PURPOSE: In this work for the first time, we showed specific and direct knockdown of important oncogenic proteins of interest and their phospho-PTM targets in tripartite motif containing-21 (TRIM21) overexpressing breast cancer (BC) cells. We revealed the functional and therapeutic consequences of this protein knockdown approach called 'TRIM-ing'. METHODS: To target HER2, HER3, STAT3 or their activated forms, electroporation and puls-in transfection were standardized for mAb delivery in AU565 and MCF7 BC cell lines.
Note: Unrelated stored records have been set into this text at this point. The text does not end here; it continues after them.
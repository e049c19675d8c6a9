//! Case-management execution engine.
//!
//! A case instance is a tree of activity executions (the case plan, stages,
//! tasks and milestones) advanced by commands and by declarative join rules
//! called sentries. The crate is split the same way throughout:
//!
//! - **[`core`]**: Pure, deterministic logic (lifecycle state machine, sentry
//!   joins, variable scopes, model invariants). No I/O.
//! - **[`engine`]**: The runtime: case instances, the command work-list, event
//!   routing and the termination cascade.
//! - **[`io`]**: Side-effecting helpers (config and model files).
//!
//! [`model`] holds the static case model shared by every instance of a
//! definition.

pub mod core;
pub mod engine;
pub mod exit_codes;
pub mod io;
pub mod logging;
pub mod model;
#[cfg(any(test, feature = "test-support"))]
pub mod test_support;

pub use engine::{CaseEngine, EngineError, EngineResult};
pub use model::{CaseModel, CompiledModel};
//! Semantic invariants of a case model not expressible via JSON Schema.

use std::collections::HashSet;

use crate::core::types::{ActivityKind, CriterionKind};
use crate::model::{CaseModel, PlanItem};

/// Check semantic invariants of a case model:
/// - The root is the only `case_plan` item
/// - No duplicate plan item or sentry ids
/// - Only stages and the case plan have children
/// - Sentry targets and on-part sources reference existing plan items
/// - The case plan has no entry criteria
/// - Sentries without on-parts carry an if-part
pub fn validate_model(model: &CaseModel) -> Vec<String> {
    let mut errors = Vec::new();

    if model.id.trim().is_empty() {
        errors.push("case model id must be non-empty".to_string());
    }
    if model.plan.kind != ActivityKind::CasePlan {
        errors.push(format!(
            "{}: root plan item must be a case_plan",
            model.plan.id
        ));
    }

    let mut seen = HashSet::new();
    let mut stack: Vec<(&PlanItem, String)> = vec![(&model.plan, model.plan.id.clone())];
    while let Some((item, path)) = stack.pop() {
        validate_item(item, &path, &mut seen, &mut errors);
        if item.kind == ActivityKind::CasePlan && path != model.plan.id {
            errors.push(format!("{}: case_plan is only allowed at the root", path));
        }
        for child in item.children.iter().rev() {
            stack.push((child, format!("{}/{}", path, child.id)));
        }
    }

    let mut sentry_ids = HashSet::new();
    for sentry in &model.sentries {
        let label = format!("sentry '{}'", sentry.id);
        if !sentry_ids.insert(sentry.id.as_str()) {
            errors.push(format!("duplicate sentry id '{}'", sentry.id));
        }
        if !seen.contains(sentry.target.as_str()) {
            errors.push(format!(
                "{}: target '{}' is not a plan item",
                label, sentry.target
            ));
        }
        if sentry.kind == CriterionKind::Entry && sentry.target == model.plan.id {
            errors.push(format!(
                "{}: the case plan cannot have entry criteria",
                label
            ));
        }
        for part in &sentry.on_parts {
            if !seen.contains(part.source.as_str()) {
                errors.push(format!(
                    "{}: on-part source '{}' is not a plan item",
                    label, part.source
                ));
            }
        }
        let if_part_blank = sentry
            .if_part
            .as_deref()
            .is_none_or(|expr| expr.trim().is_empty());
        if sentry.on_parts.is_empty() && if_part_blank {
            errors.push(format!(
                "{}: needs at least one on-part or an if-part",
                label
            ));
        }
    }

    errors
}

fn validate_item<'a>(
    item: &'a PlanItem,
    path: &str,
    seen: &mut HashSet<&'a str>,
    errors: &mut Vec<String>,
) {
    if item.id.trim().is_empty() {
        errors.push(format!("{}: plan item id must be non-empty", path));
    }
    if !seen.insert(item.id.as_str()) {
        errors.push(format!("duplicate plan item id '{}' at {}", item.id, path));
    }
    if !item.kind.is_container() && !item.children.is_empty() {
        errors.push(format!("{}: only stages may have children", path));
    }
    if item.kind == ActivityKind::Milestone && item.manual_activation {
        errors.push(format!("{}: milestones cannot require manual activation", path));
    }
    for listener in &item.listeners {
        if listener.set_variable.name.trim().is_empty() {
            errors.push(format!(
                "{}: listener on '{}' must name a variable",
                path, listener.event
            ));
        }
    }
}
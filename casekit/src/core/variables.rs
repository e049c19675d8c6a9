//! Variable scopes attached to case executions.

use std::collections::BTreeMap;

use serde::{Deserialize, Serialize};
use serde_json::Value;

/// Flattened name -> value view used for guard evaluation and snapshots.
pub type Variables = BTreeMap<String, Value>;

/// Local variables owned by one execution.
///
/// Delegation to ancestors is resolved by the instance that owns the tree;
/// a scope only knows its own values.
#[derive(Debug, Clone, Default, PartialEq, Serialize, Deserialize)]
#[serde(transparent)]
pub struct VariableScope {
    values: Variables,
}

impl VariableScope {
    pub fn new() -> Self {
        Self::default()
    }

    pub fn get(&self, name: &str) -> Option<&Value> {
        self.values.get(name)
    }

    pub fn contains(&self, name: &str) -> bool {
        self.values.contains_key(name)
    }

    /// Store `value` under `name`, returning the previous value.
    pub fn set(&mut self, name: impl Into<String>, value: Value) -> Option<Value> {
        self.values.insert(name.into(), value)
    }

    pub fn remove(&mut self, name: &str) -> Option<Value> {
        self.values.remove(name)
    }

    pub fn is_empty(&self) -> bool {
        self.values.is_empty()
    }

    pub fn iter(&self) -> impl Iterator<Item = (&String, &Value)> {
        self.values.iter()
    }

    pub fn values(&self) -> &Variables {
        &self.values
    }

    /// Copy entries not already present in `into` (nearest scope wins).
    pub fn merge_missing_into(&self, into: &mut Variables) {
        for (name, value) in &self.values {
            into.entry(name.clone())
                .or_insert_with(|| value.clone());
        }
    }
}
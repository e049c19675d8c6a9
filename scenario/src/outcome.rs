use serde::{Deserialize, Serialize};

use crate::harness::ScriptReport;
use crate::judge::Judgment;

/// Classified result of one scenario run, ordered from best to worst.
#[derive(Debug, Clone, Copy, Serialize, Deserialize, PartialEq, Eq, PartialOrd, Ord)]
#[serde(rename_all = "snake_case")]
pub enum Outcome {
    Success,
    Fail,
    Error,
}

pub fn classify_outcome(script: &ScriptReport, judgment: &Judgment) -> Outcome {
    if script.failure.is_some() {
        return Outcome::Error;
    }
    if judgment.checks.iter().all(|check| check.passed()) {
        Outcome::Success
    } else {
        Outcome::Fail
    }
}
//! Deterministic, pure logic shared by the case engine.
//!
//! Core modules must be free of I/O side effects. They operate on in-memory
//! data structures and return deterministic outputs suitable for tests.

pub mod invariants;
pub mod lifecycle;
pub mod sentry;
pub mod types;
pub mod variables;
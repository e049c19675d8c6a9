//! One command and its cascade, executed as a single unit of work.
//!
//! A [`UnitOfWork`] owns a working copy of the case instance. Command entry
//! points apply the first transitions directly; everything they cause (event
//! routing, stage activation, entry evaluation, completion checks) is queued
//! on an explicit FIFO work-list and drained by [`UnitOfWork::run`] until a
//! fixed point is reached. The caller swaps the working copy in only when the
//! whole unit succeeds.

use std::collections::VecDeque;
use std::sync::Arc;

use serde_json::Value;
use tracing::debug;

use crate::core::lifecycle::{self, Transition};
use crate::core::types::{ActivityKind, ExecutionId, StandardEvent, State, SuspendOrigin, Suspension};
use crate::core::variables::Variables;
use crate::engine::error::{EngineError, EngineResult};
use crate::engine::guard::GuardEvaluator;
use crate::engine::instance::{CaseExecution, CaseInstance};
use crate::engine::listener::{LifecycleListener, ListenerEvent, apply_declared};
use crate::engine::tasks::{HumanTask, TaskEffect};
use crate::io::config::EngineConfig;
use crate::model::CompiledModel;

/// Pending step of a cascade.
#[derive(Debug, Clone, PartialEq, Eq)]
pub(crate) enum Work {
    /// Feed a lifecycle event to the event router.
    Route {
        source: ExecutionId,
        activity_id: String,
        event: StandardEvent,
    },
    /// Instantiate the plan items of a stage that became active.
    Activate(ExecutionId),
    /// Evaluate a freshly created execution's entry criteria.
    Enter(ExecutionId),
    /// Complete a container whose children are all gone.
    CheckCompletion(ExecutionId),
    /// Re-evaluate pending sentries after variables or suspension changed.
    Recheck,
}

pub(crate) struct UnitOfWork<'a> {
    pub(super) instance: CaseInstance,
    pub(super) model: Arc<CompiledModel>,
    pub(super) evaluator: &'a dyn GuardEvaluator,
    listeners: &'a [Box<dyn LifecycleListener>],
    config: &'a EngineConfig,
    queue: VecDeque<Work>,
    task_effects: Vec<TaskEffect>,
    steps: usize,
}
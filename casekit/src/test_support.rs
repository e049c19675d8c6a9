//! Test-only helpers for constructing case models.

use serde_json::json;

use crate::core::types::{ActivityKind, CriterionKind, JoinType, StandardEvent};
use crate::model::{CaseModel, ListenerDecl, OnPart, PlanItem, SentryDeclaration, SetVariable};

/// Root id used by [`case_plan`].
pub const CASE_PLAN_ID: &str = "CasePlanModel";

/// Create a plan item with default fields and no children.
pub fn plan_item(id: &str, kind: ActivityKind) -> PlanItem {
    PlanItem {
        id: id.to_string(),
        kind,
        manual_activation: false,
        local_variables: Vec::new(),
        listeners: Vec::new(),
        children: Vec::new(),
    }
}

/// Create the case plan root with `children`.
pub fn case_plan(children: Vec<PlanItem>) -> PlanItem {
    PlanItem {
        children,
        ..plan_item(CASE_PLAN_ID, ActivityKind::CasePlan)
    }
}

pub fn stage(id: &str, children: Vec<PlanItem>) -> PlanItem {
    PlanItem {
        children,
        ..plan_item(id, ActivityKind::Stage)
    }
}

pub fn human_task(id: &str) -> PlanItem {
    plan_item(id, ActivityKind::HumanTask)
}

pub fn task(id: &str) -> PlanItem {
    plan_item(id, ActivityKind::Task)
}

pub fn milestone(id: &str) -> PlanItem {
    plan_item(id, ActivityKind::Milestone)
}

/// Mark a plan item as waiting for a manual start.
pub fn manual(mut item: PlanItem) -> PlanItem {
    item.manual_activation = true;
    item
}

/// Attach declared listeners to a plan item.
pub fn with_listeners(mut item: PlanItem, listeners: Vec<ListenerDecl>) -> PlanItem {
    item.listeners.extend(listeners);
    item
}

pub fn on_part(source: &str, event: StandardEvent) -> OnPart {
    OnPart {
        source: source.to_string(),
        event,
    }
}

/// AND-joined sentry without an if-part.
pub fn sentry(
    id: &str,
    kind: CriterionKind,
    target: &str,
    on_parts: Vec<OnPart>,
) -> SentryDeclaration {
    SentryDeclaration {
        id: id.to_string(),
        kind,
        target: target.to_string(),
        join: JoinType::And,
        on_parts,
        if_part: None,
    }
}

/// Same as [`sentry`] with an if-part.
pub fn guarded_sentry(
    id: &str,
    kind: CriterionKind,
    target: &str,
    on_parts: Vec<OnPart>,
    if_part: &str,
) -> SentryDeclaration {
    SentryDeclaration {
        if_part: Some(if_part.to_string()),
        ..sentry(id, kind, target, on_parts)
    }
}

/// Listener setting case variable `name` to `true` on `event`.
pub fn set_variable_listener(event: StandardEvent, name: &str) -> ListenerDecl {
    ListenerDecl {
        event,
        set_variable: SetVariable {
            name: name.to_string(),
            value: json!(true),
        },
    }
}

pub fn model(id: &str, plan: PlanItem, sentries: Vec<SentryDeclaration>) -> CaseModel {
    CaseModel {
        id: id.to_string(),
        name: format!("{id} model"),
        plan,
        sentries,
    }
}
Cancer cells were treated with HER2-targeted medicines (Trastuzumab and Neratinib) or STAT3 targeted inhibitors (Stattic and Niclosamide) with or without respective target TRIM-ing. Real-time PCR, immunoblotting, immunofluorescence, cytotoxicity, short- and long-term cell survival assessments were done following standard methodologies. 3-D structure modelling was used to verify the binding of mAb onto the STAT3 target. RESULTS: TRIM-ing of HER2 or HER3 receptors or their activated phospho-forms in BC cells showed rapid degradation of respective protein forms, shattering down the downstream signaling (p-ERK, p-AKT) that lasts for up to 7-8 days. This significantly inhibited BC survival (p < 0.001), showing a synergistic therapeutic effect with HER2 medicine trastuzumab or neratinib. Additionally, specific TRIM-ing ability of canonical pY705 or non-canonical pS727 PTMs of STAT3 protein was demonstrated in MCF7 cells, causing significant cytotoxicity (p < 0.05). TRIM-ing of STAT3 PTM, when combined with the same PTM-specific inhibitors, a synergistic treatment effect was observed. CONCLUSION: The work demonstrated that TRIM-ing could directly reduce various oncogenic targets or their specific activated form inside the cancer cells without compensatory pathway activation, a conundrum limiting the therapeutic benefit of current personalized medicines.